Canadian Spouse, not living together (yet)
Moderator: Mark T Serbinski CA CPA
Canadian Spouse, not living together (yet)
We married in September and have not cohabitated. He lives in Ottawa and works there. I'm in NY and work there.
How do we file our taxes? Married, separately? Or Joint? I have no Canadian income and he has no US income. We both earn >$90K.
I'd like to get him a tax ID as it'd make banking etc. in the US easier.
I'm not really sure he'll be able to live here in '08 so we'll probably be in this situation for another year. (Going for a CR1 visa.)
Any hints on where we're to start regarding US and Canadian taxes for '07 would be appreciated.
How do we file our taxes? Married, separately? Or Joint? I have no Canadian income and he has no US income. We both earn >$90K.
I'd like to get him a tax ID as it'd make banking etc. in the US easier.
I'm not really sure he'll be able to live here in '08 so we'll probably be in this situation for another year. (Going for a CR1 visa.)

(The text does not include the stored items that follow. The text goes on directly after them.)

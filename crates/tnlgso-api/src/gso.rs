// This Source Code Form is subject to the terms of the Mozilla Public
// License, v. 2.0. If a copy of the MPL was not distributed with this
// file, You can obtain one at https://mozilla.org/MPL/2.0/.

// Copyright 2025 Oxide Computer Company

//! Segmentation offload types shared by producers of oversized
//! packets and the segmentation path.

use bitflags::bitflags;
use serde::Deserialize;
use serde::Serialize;

bitflags! {
/// Offload features a segmentation engine may assume of the device
/// the segments are destined for. An empty set forces the engine to
/// do all of the work in software.
#[derive(Clone, Copy, Debug, Default, Eq, PartialEq, Deserialize, Serialize)]
#[serde(transparent)]
pub struct OffloadFlags: u32 {
    /// Scatter/gather IO.
    const SG = 1 << 0;
    /// The device computes the IPv4 header checksum.
    const IP_CSUM = 1 << 1;
    /// The device computes any L4 checksum given start/stuff offsets.
    const HW_CSUM = 1 << 2;
    /// The device performs TCPv4 segmentation.
    const TSO = 1 << 3;
    /// The device performs TCPv6 segmentation.
    const TSO6 = 1 << 4;
    /// The device segments GRE encapsulated traffic.
    const GSO_GRE = 1 << 5;
    /// The device segments UDP tunnel encapsulated traffic.
    const GSO_UDP_TUNNEL = 1 << 6;
}
}

bitflags! {
/// The kind of segmentation an oversized packet requires.
#[derive(Clone, Copy, Debug, Default, Eq, PartialEq, Deserialize, Serialize)]
#[serde(transparent)]
pub struct GsoType: u16 {
    const TCPV4 = 1 << 0;
    const UDP = 1 << 1;
    /// The packet came from an untrusted source and its descriptor
    /// must be verified before use.
    const DODGY = 1 << 2;
    const TCPV6 = 1 << 3;
    const GRE = 1 << 4;
    const IPXIP4 = 1 << 5;
    const UDP_TUNNEL = 1 << 6;

    const TUNNEL_FLAGS = Self::GRE.bits() | Self::IPXIP4.bits() |
        Self::UDP_TUNNEL.bits();
}
}

/// The capabilities of the segmentation engine in this environment.
///
/// This is resolved once, when the datapath is brought up, and handed
/// to the segmentation path. Nothing below it inspects the environment.
#[derive(Clone, Copy, Debug, Deserialize, Eq, PartialEq, Serialize)]
#[serde(default)]
pub struct GsoCaps {
    /// The engine honors the transmit-path hint. When `false` the
    /// engine only has a transmit-path entry point, and every request
    /// is made as a transmit-path request.
    pub tx_path_hint: bool,

    /// The engine looks through VLAN tags and MPLS markers on its
    /// own. When `false` the declared protocol is resolved before the
    /// engine is called and restored on every segment afterwards.
    pub resolves_tags: bool,

    /// The offload features offered to callers that do not force
    /// software segmentation.
    pub features: OffloadFlags,
}

impl Default for GsoCaps {
    fn default() -> Self {
        Self {
            tx_path_hint: true,
            resolves_tags: true,
            features: OffloadFlags::empty(),
        }
    }
}

impl GsoCaps {
    /// The value of the transmit-path flag to actually pass to the
    /// engine for a request made with `tx_path`.
    pub fn effective_tx_path(&self, tx_path: bool) -> bool {
        if self.tx_path_hint { tx_path } else { true }
    }
}
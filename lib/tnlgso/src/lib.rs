// This Source Code Form is subject to the terms of the Mozilla Public
// License, v. 2.0. If a copy of the MPL was not distributed with this
// file, You can obtain one at https://mozilla.org/MPL/2.0/.

// Copyright 2025 Oxide Computer Company

//! Segmentation and re-injection of oversized tunneled packets.
//!
//! An oversized packet carrying an IP-in-IP style tunnel cannot be
//! handed to a generic segmentation engine as-is: the engine only
//! knows how to split the inner packet. This crate peels the outer
//! encapsulation, has the engine split the inner packet, rebuilds the
//! outer encapsulation on every segment, and then pushes the segments
//! through the network-layer output path with fresh IPv4
//! identification values.
//!
//! The three moving parts live under [`engine`]:
//!
//! * [`engine::resolve`]: find the real L3 protocol under VLAN tags.
//! * [`engine::segment`]: tunnel-aware segmentation.
//! * [`engine::xmit`]: local output of a packet or segment chain.

#![cfg_attr(not(feature = "std"), no_std)]
#![allow(clippy::len_without_is_empty)]
#![deny(unreachable_patterns)]
#![deny(unused_must_use)]

#[cfg_attr(feature = "engine", macro_use)]
extern crate alloc;

#[cfg(feature = "engine")]
#[macro_use]
extern crate cfg_if;

/// The API types, re-exported so consumers need only one crate.
pub mod api {
    pub use tnlgso_api::*;
}

#[cfg(feature = "engine")]
pub mod ddi;
#[cfg(feature = "engine")]
pub mod engine;
#[cfg(feature = "engine")]
pub mod provider;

Any hints on where we're to start regarding US and Canadian taxes for '07 would be appreciated.
You:
Unless you move to Canada, you are not resident there for tax purposes, so no Cdn return needed for you.

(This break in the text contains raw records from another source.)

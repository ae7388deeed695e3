use crate::domain::errors::DomainError;
use crate::domain::order::{self, Order, OrderPayload, WriteKind};
use crate::domain::ports::{Located, Repository};
use crate::domain::reconcile;
use crate::domain::status::{self, StatusGate};

/// Runs the order pipelines over a repository. Each stage returns a
/// `Result`, so `?` is the short-circuit between stages.
pub struct OrderService<R> {
    repo: R,
}

impl<R: Repository<Order>> OrderService<R> {
    pub fn new(repo: R) -> Self {
        Self { repo }
    }

    /// validate → append
    pub fn create(&self, payload: Option<OrderPayload>) -> Result<Order, DomainError> {
        let payload = payload.unwrap_or_default();
        let order = order::validate(&payload, WriteKind::Create)?;
        self.repo.append(order.clone());
        Ok(order)
    }

    /// lookup
    pub fn read(&self, order_id: &str) -> Result<Order, DomainError> {
        Ok(self.lookup(order_id)?.entity)
    }

    /// lookup → validate → id-match → status gate → merge. The merged order
    /// goes back to the caller but is not written to the collection; the
    /// stored entry is unchanged.
    pub fn update(
        &self,
        order_id: &str,
        payload: Option<OrderPayload>,
    ) -> Result<Order, DomainError> {
        let found = self.lookup(order_id)?;
        let payload = payload.unwrap_or_default();
        let incoming = order::validate(&payload, WriteKind::Update { route_id: order_id })?;
        reconcile::check_route_match("Order", payload.id.as_deref(), Some(order_id))?;
        status::check(
            StatusGate::Update {
                proposed: payload.status.as_deref(),
            },
            &found.entity,
        )?;
        Ok(order::merge(found.entity, incoming))
    }

    /// lookup → status gate → remove at the position captured by lookup.
    pub fn destroy(&self, order_id: &str) -> Result<(), DomainError> {
        let found = self.lookup(order_id)?;
        status::check(StatusGate::Delete, &found.entity)?;
        self.repo.remove_at(found.index);
        Ok(())
    }

    pub fn list(&self) -> Vec<Order> {
        self.repo.all()
    }

    fn lookup(&self, order_id: &str) -> Result<Located<Order>, DomainError> {
        self.repo
            .find_by_id(order_id)
            .ok_or_else(|| DomainError::not_found(format!("Order does not exist: {order_id}.")))
    }
}

#[cfg(test)]
mod tests {
    use serde_json::json;

    use super::*;
    use crate::infrastructure::memory::MemoryRepository;

    fn service() -> OrderService<MemoryRepository<Order>> {
        OrderService::new(MemoryRepository::new())
    }

    fn payload(status: &str) -> OrderPayload {
        OrderPayload {
            id: None,
            deliver_to: Some("12 Main St".to_string()),
            mobile_number: Some("555-0100".to_string()),
            status: Some(status.to_string()),
            dishes: Some(json!([{ "dishId": "d1", "quantity": 1 }])),
        }
    }

    #[test]
    fn create_appends_the_reconciled_order() {
        let service = service();
        let created = service.create(Some(payload("pending"))).unwrap();
        assert_eq!(service.list(), vec![created]);
    }

    #[test]
    fn failed_validation_leaves_the_collection_untouched() {
        let service = service();
        let bad = OrderPayload {
            deliver_to: None,
            ..payload("pending")
        };
        assert!(service.create(Some(bad)).is_err());
        assert!(service.list().is_empty());
    }

    #[test]
    fn read_unknown_id_is_not_found_with_the_id_in_the_message() {
        let err = service().read("nope").unwrap_err();
        assert!(matches!(err, DomainError::NotFound(_)));
        assert_eq!(err.to_string(), "Order does not exist: nope.");
    }

    #[test]
    fn update_responds_with_the_merge_but_does_not_persist_it() {
        let service = service();
        let created = service.create(Some(payload("pending"))).unwrap();

        let mut next = payload("preparing");
        next.deliver_to = Some("99 Elm St".to_string());
        let updated = service.update(&created.id, Some(next)).unwrap();
        assert_eq!(updated.id, created.id);
        assert_eq!(updated.deliver_to, "99 Elm St");
        assert_eq!(updated.status.as_deref(), Some("preparing"));

        // The stored entry still carries the original fields.
        assert_eq!(service.read(&created.id).unwrap(), created);
    }

    #[test]
    fn update_rejects_a_mismatched_payload_id_naming_both() {
        let service = service();
        let created = service.create(Some(payload("pending"))).unwrap();
        let bad = OrderPayload {
            id: Some("xyz".to_string()),
            ..payload("pending")
        };
        let err = service.update(&created.id, Some(bad)).unwrap_err();
        assert_eq!(
            err.to_string(),
            format!(
                "Order id does not match route id. Order: xyz, Route: {}",
                created.id
            )
        );
    }

    #[test]
    fn update_on_a_delivered_order_is_rejected() {
        let service = service();
        let created = service.create(Some(payload("delivered"))).unwrap();
        let err = service
            .update(&created.id, Some(payload("delivered")))
            .unwrap_err();
        assert_eq!(err.to_string(), "A delivery order cannot be changed");
    }

    #[test]
    fn update_checks_the_body_before_the_id_match() {
        let service = service();
        let created = service.create(Some(payload("pending"))).unwrap();
        let bad = OrderPayload {
            id: Some("xyz".to_string()),
            deliver_to: None,
            ..payload("pending")
        };
        let err = service.update(&created.id, Some(bad)).unwrap_err();
        assert_eq!(err.to_string(), "Order must include a deliverTo");
    }

    #[test]
    fn destroy_removes_a_pending_order() {
        let service = service();
        let first = service.create(Some(payload("pending"))).unwrap();
        let second = service.create(Some(payload("pending"))).unwrap();

        service.destroy(&first.id).unwrap();
        assert_eq!(service.list(), vec![second]);
    }

    #[test]
    fn destroy_rejects_non_pending_orders_with_a_validation_error() {
        let service = service();
        let created = service.create(Some(payload("preparing"))).unwrap();
        let err = service.destroy(&created.id).unwrap_err();
        assert!(matches!(err, DomainError::Validation(_)));
        assert_eq!(
            err.to_string(),
            "An order cannot be deleted unless it is pending"
        );
        assert_eq!(service.list().len(), 1);
    }

    #[test]
    fn destroy_unknown_id_is_not_found() {
        let err = service().destroy("nope").unwrap_err();
        assert!(matches!(err, DomainError::NotFound(_)));
    }
}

For US, you are no longer single, so must either file jointly or separately. If you file jontly, you will need to report all your husbands world income for the year, and then use foreign wage exclusion (Form 2555) and/or foreign tax credits (form 1116) to reduce his US tax to zero. Usually joint filing gives YOU the better taxrate and deductions. Most in your situation prepare it both ways and see which one is lower.
Him:
On his Cdn return he must indicate that he is married. Although there is no joint filing in Canada, some credits and dedcutions are based on joint income totals. To avoid erroneously receiving these, he would indicate your income on page 1 as indicated, ewven though you are not filing.
If you file separately, he does not need to file. You can still claim his exemption. He will be issued an ITIN after you file.
ITIN is not usually sufficient for banking purposes anymore, so USD accounts are going to remain in your name until he gets his SSN (at some future time in the immig process).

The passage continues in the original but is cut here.